The appellant’s evidence was that she had understood her conversation with the police officers, including their use of the words “as soon as possible”, after she had asked if she could go in the morning for a blood test, to mean that it would be in order for her to do just that.
Reasons for judgment of the Magistrate
The defence case put to the magistrate was that the result of the breath analysis (exhibit P8) should be excluded from evidence on three grounds which he summarised in his reasons as follows:
(1)The requirements of the breath analysis procedures were not complied with, as a two minute interval did not occur between the first test and the second test.
(2)A total of four samples of breath were required and given.

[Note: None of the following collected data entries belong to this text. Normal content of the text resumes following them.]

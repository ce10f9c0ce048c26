//! Connection settings for a [`DbInfo`](crate::DbInfo).

use std::time::Duration;

use recipe_core::{Dialect, TableSchema};
use serde::{Deserialize, Serialize};
use sha2::{Digest, Sha256};

use crate::error::{Result, StorageError};

/// Default lifetime of a cached query result, in seconds.
pub const DEFAULT_EXPIRATION_SECS: u64 = 86_400;

/// Everything needed to open a database handle.
///
/// Two configs that serialize identically share a handle through
/// [`get_dbinfo`](crate::get_dbinfo).
#[derive(Debug, Clone, PartialEq, Serialize, Deserialize)]
pub struct DbConfig {
    /// A SQLite path, `sqlite:///path`, or `:memory:`.
    pub url: String,
    /// Dialect used when rendering SQL for this database.
    #[serde(default)]
    pub dialect: Dialect,
    /// Log every executed statement at info level.
    #[serde(default)]
    pub debug: bool,
    /// Cache query results.
    #[serde(default)]
    pub cache_queries: bool,
    /// Name of the query cache backend. Only `memory` exists.
    #[serde(default = "default_backend")]
    pub cache_backend: String,
    /// Lifetime of cached query results, in seconds.
    #[serde(default = "default_expiration")]
    pub expiration_time: u64,
    /// Declared schemas, used instead of reflection.
    #[serde(default)]
    pub tables: Vec<TableSchema>,
}

fn default_backend() -> String {
    "memory".into()
}

fn default_expiration() -> u64 {
    DEFAULT_EXPIRATION_SECS
}

impl Default for DbConfig {
    fn default() -> Self {
        Self::new(":memory:")
    }
}

impl DbConfig {
    pub fn new(url: impl Into<String>) -> Self {
        Self {
            url: url.into(),
            dialect: Dialect::default(),
            debug: false,
            cache_queries: false,
            cache_backend: default_backend(),
            expiration_time: DEFAULT_EXPIRATION_SECS,
            tables: Vec::new(),
        }
    }

    /// Stable identity of this config: the SHA-256 of its JSON form.
    pub fn key(&self) -> Result<String> {
        let json = serde_json::to_string(self)?;
        Ok(format!("{:x}", Sha256::digest(json.as_bytes())))
    }

    /// The filesystem path to open, or `None` for an in-memory database.
    pub fn path(&self) -> Result<Option<&str>> {
        let url = self.url.trim();
        let path = match url.strip_prefix("sqlite://") {
            Some(rest) => rest.strip_prefix('/').unwrap_or(rest),
            None if url.contains("://") => {
                return Err(StorageError::Config(format!(
                    "only sqlite urls are supported: {url}"
                )));
            }
            None => url,
        };
        if path.is_empty() || path == ":memory:" {
            Ok(None)
        } else {
            Ok(Some(path))
        }
    }

    pub fn expiration(&self) -> Duration {
        Duration::from_secs(self.expiration_time)
    }

    /// Declared schema for `table`, if any.
    pub fn declared_table(&self, table: &str) -> Option<&TableSchema> {
        self.tables.iter().find(|t| t.name.eq_ignore_ascii_case(table))
    }
}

(3)Senior Constable Allen and other police officers in attendance that night gave advice over and beyond the prescribed oral and the prescribed written advice which resulted in Mrs Ehmann not having the sample of blood taken from her earlier than 10.30 am and had she done so she would have been able to contest the accuracy of the result of the breath analysis (because the testing of the blood produced a “nil” result).
In order to understand the first two grounds, it is necessary to have regard to reg 8A(1), which is as follows:
8A(1) Pursuant to section 47E(2e), where a person submits to a breath analysis, the breath analysis must be conducted in the following manner:
(a)the person must provide two separate samples of breath for analysis; and
(b)each sample must be provided in accordance with the directions of the operator of the breath analysing instrument and must consist of not less than one litre of breath; and
(c)there must be an interval of not less than two minutes and not more than 10 minutes between the provision of the samples.
(2)….
Based on that regulation, the argument put to the magistrate on behalf of the appellant was that the regulation had not been followed, as four rather than two samples had been obtained, and further, because the time interval between the first and second samples and the third and fourth was less than two minutes.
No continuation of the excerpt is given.